第9話:秋の終わりの音
洞窟に差し込む光が、日に日に短くなっていた。
外の木々は赤や黄色に染まり、風が吹くたびに乾いた葉が舞い込んでくる。
その音だけで、季節が変わるのだと分かるようになっていた。
グリムは、ますます忙しくなった。
冬を越す準備をしなければならない。
それでも彼は、私を一人にして遠くへは行かなかった。
私が眠るわずかな間に、近くの森へ走る。
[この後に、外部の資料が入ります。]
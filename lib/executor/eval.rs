use crate::expr::{BinaryOp, CompareOp, Constant, Expr, ExprPool, ExprRef};
use crate::Error;
use num_bigint::BigUint;
use num_traits::One;
use rustc_hash::FxHashMap;

fn mask(bits: usize) -> BigUint {
    (BigUint::one() << bits) - BigUint::one()
}

fn bool_(value: bool) -> Constant {
    Constant::new(value as u64, 1)
}

/// Evaluate a ground expression to a constant.
///
/// # Errors
/// * `SymbolicRead` if the expression reads a byte without a constant value.
/// * `Arithmetic` on division by zero.
/// * `TooWide` for signed arithmetic over more than 64 bits.
pub fn eval(pool: &ExprPool, expr: ExprRef) -> Result<Constant, Error> {
    let mut cache = FxHashMap::default();
    eval_(pool, expr, &mut cache)
}

fn eval_(
    pool: &ExprPool,
    expr: ExprRef,
    cache: &mut FxHashMap<ExprRef, Constant>,
) -> Result<Constant, Error> {
    if let Some(constant) = cache.get(&expr) {
        return Ok(constant.clone());
    }

    let width = pool.width(expr);

    let result = match *pool.get(expr) {
        Expr::Constant(ref constant) => constant.clone(),

        Expr::Read { array, index } => {
            let array = pool.array(array);
            let index_value = eval_(pool, index, cache)?;
            let byte = index_value
                .value_u64()
                .and_then(|i| array.constant_at(i as usize))
                .ok_or_else(|| Error::SymbolicRead {
                    array: array.name().to_string(),
                    index: index_value.to_string(),
                })?;
            Constant::new(byte as u64, 8)
        }

        Expr::Concat(lhs, rhs) => {
            let lhs = eval_(pool, lhs, cache)?;
            let rhs = eval_(pool, rhs, cache)?;
            lhs.concat(&rhs)
        }

        Expr::Extract {
            expr: inner,
            offset,
            width,
        } => eval_(pool, inner, cache)?.extract(offset, width)?,

        Expr::ZExt(inner) => eval_(pool, inner, cache)?.zext(width),

        Expr::SExt(inner) => eval_(pool, inner, cache)?.sext(width),

        Expr::Not(inner) => {
            let inner = eval_(pool, inner, cache)?;
            Constant::new_big(inner.value() ^ mask(width), width)
        }

        Expr::Binary(op, lhs, rhs) => {
            let lhs = eval_(pool, lhs, cache)?;
            let rhs = eval_(pool, rhs, cache)?;
            eval_binary(op, &lhs, &rhs, width)?
        }

        Expr::Compare(op, lhs, rhs) => {
            let lhs = eval_(pool, lhs, cache)?;
            let rhs = eval_(pool, rhs, cache)?;
            eval_compare(op, &lhs, &rhs)?
        }

        Expr::Select { cond, then, else_ } => {
            if eval_(pool, cond, cache)?.is_one() {
                eval_(pool, then, cache)?
            } else {
                eval_(pool, else_, cache)?
            }
        }
    };

    cache.insert(expr, result.clone());
    Ok(result)
}

fn shift_amount(rhs: &Constant, width: usize) -> Option<usize> {
    rhs.value_u64()
        .filter(|amount| (*amount as usize) < width)
        .map(|amount| amount as usize)
}

fn eval_binary(
    op: BinaryOp,
    lhs: &Constant,
    rhs: &Constant,
    width: usize,
) -> Result<Constant, Error> {
    let l = lhs.value();
    let r = rhs.value();
    Ok(match op {
        BinaryOp::Add => Constant::new_big(l + r, width),
        BinaryOp::Sub => Constant::new_big((l + (BigUint::one() << width)) - r, width),
        BinaryOp::Mul => Constant::new_big(l * r, width),
        BinaryOp::UDiv | BinaryOp::URem => {
            if rhs.is_zero() {
                return Err(Error::Arithmetic("Division by zero".to_string()));
            }
            match op {
                BinaryOp::UDiv => Constant::new_big(l / r, width),
                _ => Constant::new_big(l % r, width),
            }
        }
        BinaryOp::SDiv | BinaryOp::SRem => {
            if rhs.is_zero() {
                return Err(Error::Arithmetic("Division by zero".to_string()));
            }
            let l = lhs.value_i64()?;
            let r = rhs.value_i64()?;
            match op {
                BinaryOp::SDiv => Constant::new(l.wrapping_div(r) as u64, width),
                _ => Constant::new(l.wrapping_rem(r) as u64, width),
            }
        }
        BinaryOp::And => Constant::new_big(l & r, width),
        BinaryOp::Or => Constant::new_big(l | r, width),
        BinaryOp::Xor => Constant::new_big(l ^ r, width),
        BinaryOp::Shl => match shift_amount(rhs, width) {
            Some(amount) => Constant::new_big(l << amount, width),
            None => Constant::new(0, width),
        },
        BinaryOp::LShr => match shift_amount(rhs, width) {
            Some(amount) => Constant::new_big(l >> amount, width),
            None => Constant::new(0, width),
        },
        BinaryOp::AShr => {
            let fill = if lhs.is_negative() {
                mask(width)
            } else {
                BigUint::from(0u32)
            };
            match shift_amount(rhs, width) {
                Some(amount) => {
                    let high = &fill ^ (&fill >> amount);
                    Constant::new_big((l >> amount) | high, width)
                }
                None => Constant::new_big(fill, width),
            }
        }
    })
}

fn eval_compare(op: CompareOp, lhs: &Constant, rhs: &Constant) -> Result<Constant, Error> {
    if op.is_signed() {
        let l = lhs.value_i64()?;
        let r = rhs.value_i64()?;
        return Ok(bool_(match op {
            CompareOp::Slt => l < r,
            CompareOp::Sle => l <= r,
            CompareOp::Sgt => l > r,
            _ => l >= r,
        }));
    }
    let l = lhs.value();
    let r = rhs.value();
    Ok(bool_(match op {
        CompareOp::Eq => l == r,
        CompareOp::Ne => l != r,
        CompareOp::Ult => l < r,
        CompareOp::Ule => l <= r,
        CompareOp::Ugt => l > r,
        CompareOp::Uge => l >= r,
        CompareOp::Slt | CompareOp::Sle | CompareOp::Sgt | CompareOp::Sge => {
            return Err(Error::Custom("signed comparison reached unsigned path".to_string()))
        }
    }))
}
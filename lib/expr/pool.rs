//! The arena which owns every expression node and root array.

use crate::expr::*;
use crate::Error;
use rustc_hash::FxHashSet;
use serde::{Deserialize, Serialize};
use std::fmt;

#[derive(Clone, Debug, Deserialize, Eq, PartialEq, Serialize)]
struct Node {
    expr: Expr,
    width: usize,
}

/// An arena of bitvector expressions.
///
/// Nodes are never removed or mutated once added, so an `ExprRef` stays
/// valid for the lifetime of the pool. Rewriting passes add new nodes and
/// return new handles.
#[derive(Clone, Debug, Default, Deserialize, Eq, PartialEq, Serialize)]
pub struct ExprPool {
    nodes: Vec<Node>,
    arrays: Vec<Array>,
}

impl ExprPool {
    pub fn new() -> ExprPool {
        ExprPool::default()
    }

    /// The number of nodes held in this pool.
    pub fn len(&self) -> usize {
        self.nodes.len()
    }

    pub fn is_empty(&self) -> bool {
        self.nodes.is_empty()
    }

    /// Get the node behind a handle.
    ///
    /// Handles are only ever created by this pool, so this indexes directly.
    pub fn get(&self, expr: ExprRef) -> &Expr {
        &self.nodes[expr.index()].expr
    }

    /// Get the bit width of an expression.
    pub fn width(&self, expr: ExprRef) -> usize {
        self.nodes[expr.index()].width
    }

    pub fn array(&self, array: ArrayRef) -> &Array {
        &self.arrays[array.index()]
    }

    /// Add a root array to this pool.
    pub fn add_array(&mut self, array: Array) -> ArrayRef {
        self.arrays.push(array);
        ArrayRef((self.arrays.len() - 1) as u32)
    }

    fn push(&mut self, expr: Expr, width: usize) -> ExprRef {
        self.nodes.push(Node { expr, width });
        ExprRef((self.nodes.len() - 1) as u32)
    }

    /// Add an already-built node, checking it against the widths of its
    /// children.
    ///
    /// This is how rewriting passes rebuild a node after replacing its
    /// children.
    pub fn add(&mut self, expr: Expr, width: usize) -> Result<ExprRef, Error> {
        let expected = match expr {
            Expr::Constant(ref c) => c.bits(),
            Expr::Read { index, .. } => {
                self.check(index)?;
                8
            }
            Expr::Concat(lhs, rhs) => self.width(self.check(lhs)?) + self.width(self.check(rhs)?),
            Expr::Extract {
                expr: inner,
                offset,
                width,
            } => {
                if offset + width > self.width(self.check(inner)?) || width == 0 {
                    return Err(Error::Sort);
                }
                width
            }
            Expr::ZExt(inner) | Expr::SExt(inner) => {
                if self.width(self.check(inner)?) > width {
                    return Err(Error::Sort);
                }
                width
            }
            Expr::Not(inner) => self.width(self.check(inner)?),
            Expr::Binary(_, lhs, rhs) => {
                self.ensure_sort(lhs, rhs)?;
                self.width(lhs)
            }
            Expr::Compare(_, lhs, rhs) => {
                self.ensure_sort(lhs, rhs)?;
                1
            }
            Expr::Select { cond, then, else_ } => {
                if self.width(self.check(cond)?) != 1 {
                    return Err(Error::Sort);
                }
                self.ensure_sort(then, else_)?;
                self.width(then)
            }
        };
        if expected != width {
            return Err(Error::Sort);
        }
        Ok(self.push(expr, width))
    }

    fn check(&self, expr: ExprRef) -> Result<ExprRef, Error> {
        if expr.index() < self.nodes.len() {
            Ok(expr)
        } else {
            Err(Error::InvalidExprRef(expr.index()))
        }
    }

    /// Ensures the bits of both lhs and rhs are the same.
    fn ensure_sort(&self, lhs: ExprRef, rhs: ExprRef) -> Result<(), Error> {
        if self.width(self.check(lhs)?) != self.width(self.check(rhs)?) {
            Err(Error::Sort)
        } else {
            Ok(())
        }
    }

    /// Create a constant expression.
    pub fn constant(&mut self, value: u64, bits: usize) -> ExprRef {
        self.push(Expr::Constant(Constant::new(value, bits)), bits)
    }

    /// Create a constant expression from an existing `Constant`.
    pub fn constant_expr(&mut self, constant: Constant) -> ExprRef {
        let bits = constant.bits();
        self.push(Expr::Constant(constant), bits)
    }

    /// Create a one-byte read of `array` at `index`.
    pub fn read(&mut self, array: ArrayRef, index: ExprRef) -> Result<ExprRef, Error> {
        if array.index() >= self.arrays.len() {
            return Err(Error::Custom(format!("Invalid array reference {}", array.index())));
        }
        self.add(Expr::Read { array, index }, 8)
    }

    /// Create a one-byte read of `array` at a constant 32-bit index.
    pub fn read_at(&mut self, array: ArrayRef, index: u64) -> Result<ExprRef, Error> {
        let index = self.constant(index, 32);
        self.read(array, index)
    }

    /// Create a little-endian read of `bytes` bytes of `array` starting at
    /// `index`, as a right-nested concat with the highest byte leftmost.
    pub fn read_lsb(&mut self, array: ArrayRef, index: u64, bytes: usize) -> Result<ExprRef, Error> {
        if bytes == 0 {
            return Err(Error::Sort);
        }
        let mut result = self.read_at(array, index)?;
        for i in 1..bytes {
            let byte = self.read_at(array, index + i as u64)?;
            result = self.concat(byte, result)?;
        }
        Ok(result)
    }

    /// Create a concatenation, `lhs` becoming the high bits.
    pub fn concat(&mut self, lhs: ExprRef, rhs: ExprRef) -> Result<ExprRef, Error> {
        let width = self.width(self.check(lhs)?) + self.width(self.check(rhs)?);
        self.add(Expr::Concat(lhs, rhs), width)
    }

    /// Create an extraction of `width` bits starting at bit `offset`.
    pub fn extract(&mut self, expr: ExprRef, offset: usize, width: usize) -> Result<ExprRef, Error> {
        self.add(Expr::Extract { expr, offset, width }, width)
    }

    /// Create a zero-extension of `expr` to `width` bits.
    pub fn zext(&mut self, expr: ExprRef, width: usize) -> Result<ExprRef, Error> {
        self.add(Expr::ZExt(expr), width)
    }

    /// Create a sign-extension of `expr` to `width` bits.
    pub fn sext(&mut self, expr: ExprRef, width: usize) -> Result<ExprRef, Error> {
        self.add(Expr::SExt(expr), width)
    }

    pub fn not(&mut self, expr: ExprRef) -> Result<ExprRef, Error> {
        let width = self.width(self.check(expr)?);
        self.add(Expr::Not(expr), width)
    }

    pub fn binary(&mut self, op: BinaryOp, lhs: ExprRef, rhs: ExprRef) -> Result<ExprRef, Error> {
        let width = self.width(self.check(lhs)?);
        self.add(Expr::Binary(op, lhs, rhs), width)
    }

    pub fn compare(&mut self, op: CompareOp, lhs: ExprRef, rhs: ExprRef) -> Result<ExprRef, Error> {
        self.add(Expr::Compare(op, lhs, rhs), 1)
    }

    /// Create an if-then-else expression.
    pub fn select(&mut self, cond: ExprRef, then: ExprRef, else_: ExprRef) -> Result<ExprRef, Error> {
        let width = self.width(self.check(then)?);
        self.add(Expr::Select { cond, then, else_ }, width)
    }

    /// The root array of a `Read` node.
    pub fn read_array(&self, expr: ExprRef) -> Option<&Array> {
        match *self.get(expr) {
            Expr::Read { array, .. } => Some(self.array(array)),
            _ => None,
        }
    }

    /// The index of a `Read` node, if the index is a constant.
    pub fn read_constant_index(&self, expr: ExprRef) -> Option<u64> {
        match *self.get(expr) {
            Expr::Read { index, .. } => self.get(index).constant().and_then(|c| c.value_u64()),
            _ => None,
        }
    }

    /// Returns true if both expressions have the same structure.
    ///
    /// Roots are compared by name, size and constant contents rather than
    /// by handle.
    pub fn structurally_equal(&self, lhs: ExprRef, rhs: ExprRef) -> bool {
        let mut visited = FxHashSet::default();
        self.structurally_equal_(lhs, rhs, &mut visited)
    }

    fn structurally_equal_(
        &self,
        lhs: ExprRef,
        rhs: ExprRef,
        visited: &mut FxHashSet<(ExprRef, ExprRef)>,
    ) -> bool {
        if lhs == rhs || visited.contains(&(lhs, rhs)) {
            return true;
        }
        if self.width(lhs) != self.width(rhs) {
            return false;
        }
        let equal = match (self.get(lhs), self.get(rhs)) {
            (Expr::Constant(l), Expr::Constant(r)) => l == r,
            (
                Expr::Read {
                    array: la,
                    index: li,
                },
                Expr::Read {
                    array: ra,
                    index: ri,
                },
            ) => self.array(*la) == self.array(*ra) && self.structurally_equal_(*li, *ri, visited),
            (
                Expr::Extract {
                    expr: le,
                    offset: lo,
                    ..
                },
                Expr::Extract {
                    expr: re,
                    offset: ro,
                    ..
                },
            ) => lo == ro && self.structurally_equal_(*le, *re, visited),
            (Expr::Binary(lop, _, _), Expr::Binary(rop, _, _)) if lop != rop => false,
            (Expr::Compare(lop, _, _), Expr::Compare(rop, _, _)) if lop != rop => false,
            (l, r) => {
                std::mem::discriminant(l) == std::mem::discriminant(r)
                    && l
                        .children()
                        .into_iter()
                        .zip(r.children())
                        .all(|(lc, rc)| self.structurally_equal_(lc, rc, visited))
            }
        };
        if equal {
            visited.insert((lhs, rhs));
        }
        equal
    }

    /// A displayable view of an expression.
    pub fn display(&self, expr: ExprRef) -> ExprDisplay<'_> {
        ExprDisplay { pool: self, expr }
    }
}

/// Renders an expression in a KLEE-like prefix form.
pub struct ExprDisplay<'p> {
    pool: &'p ExprPool,
    expr: ExprRef,
}

impl<'p> fmt::Display for ExprDisplay<'p> {
    fn fmt(&self, f: &mut fmt::Formatter) -> fmt::Result {
        let pool = self.pool;
        let width = pool.width(self.expr);
        let sub = |expr: ExprRef| ExprDisplay { pool, expr };
        match *pool.get(self.expr) {
            Expr::Constant(ref c) => write!(f, "{}", c),
            Expr::Read { array, index } => {
                write!(f, "(Read w8 {} {})", sub(index), pool.array(array).name())
            }
            Expr::Extract {
                expr,
                offset,
                width,
            } => write!(f, "(Extract w{} {} {})", width, offset, sub(expr)),
            Expr::Select { cond, then, else_ } => write!(
                f,
                "(Select w{} {} {} {})",
                width,
                sub(cond),
                sub(then),
                sub(else_)
            ),
            ref expr => {
                write!(f, "({} w{}", expr.mnemonic(), width)?;
                for child in expr.children() {
                    write!(f, " {}", sub(child))?;
                }
                write!(f, ")")
            }
        }
    }
}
薪や山羊の餌を抱えて戻り、まず真っ先に寝床を覗き込む。
私が無事だと確かめてから、ようやく息を吐く。
獲ってきた肉を薄く裂き、竈の煙に当てる。
焦がし、落とし、それでもやめない。
煤だらけの手で、冬の支度を続ける。
(……おとうちゃん、手が真っ黒)
入り口には毛皮が幾重にも吊るされ、寝床の周りには大きな石が並べられた。
全部、私のためだ。
そんな合間に、彼は小さな木片を削り始めた。
火のそばで、黙々と。
指を眺め、形を確かめ、また削る。
数日後、差し出されたのは、小さな木彫りの動物だった。
「……アリス。……これ」
山羊のようで、どこか歪な形。
けれど角は丸められ、表面は驚くほど滑らかに磨かれている。
私はそれを両手で受け取った。
木はまだ、ほんのり温かい。
前世で持っていたどんなおもちゃよりも、ずっと不格好で、ずっと重い。
それでも、胸の奥がじんわりと熱くなった。
しばらく握ったまま、私は彼を見上げる。
彼は、ぎこちなく口の端を上げていた。
山羊の様子も、少しずつ変わっていた。
座っている時間が長く、食欲が増している。
お腹に触れると、ときどき内側から小さく押し返される。
(……いる)
確信めいた温もり。
グリムも、恐る恐る手を置いた。
次の瞬間、彼の手のひらが、内側から「ぽこん」と押される。
「……うごく。……なかに、……いのち」
彼は目を見開き、それから、照れたように笑った。
言葉よりも先に、理解が伝わる。
夜。
グリムは火のそばで、泥のように眠った。
緊張と労働で、時折、小さく肩が震える。
その背を、私はじっと見つめる。
隣には、不器用なほど必死な男がいる。
山羊がいて、その腹には新しい命がある。
(……何か、返したい)
私は、こっそり練習を始めた。
舌を上につける。
空気を押し出す。
ただの息になり、かすれ、失敗する。
それでもやめなかった。
薪がはぜる音に紛れて、何度も、何度も。
ある午後。
入り口の毛皮を縫うグリムの背に、低い秋の光が差していた。
(……今!)
胸の奥が熱くなり、震える喉から空気を押し出す。
「……お……と……ぁ……」
小さな音が、洞窟に落ちた。
グリムの肩が跳ねる。
針が止まり、ゆっくり振り返る。
「……いま、……」
私は、もう一度。
「お……ぁ……」
言葉にならない、音のかけら。
それでも彼は、吸い寄せられるように膝をついた。
震える指が、私の頬に触れる。
「あ……」
彼の目から、涙がこぼれた。
それが、私の頬に落ちた。
彼は慌てたように目元をこすり、それでも隠しきれずに、もう一度だけ私を見つめる。
外では、葉が風に舞っている。
やがて雪が来る。
グリムは、黙って火に薪を足した。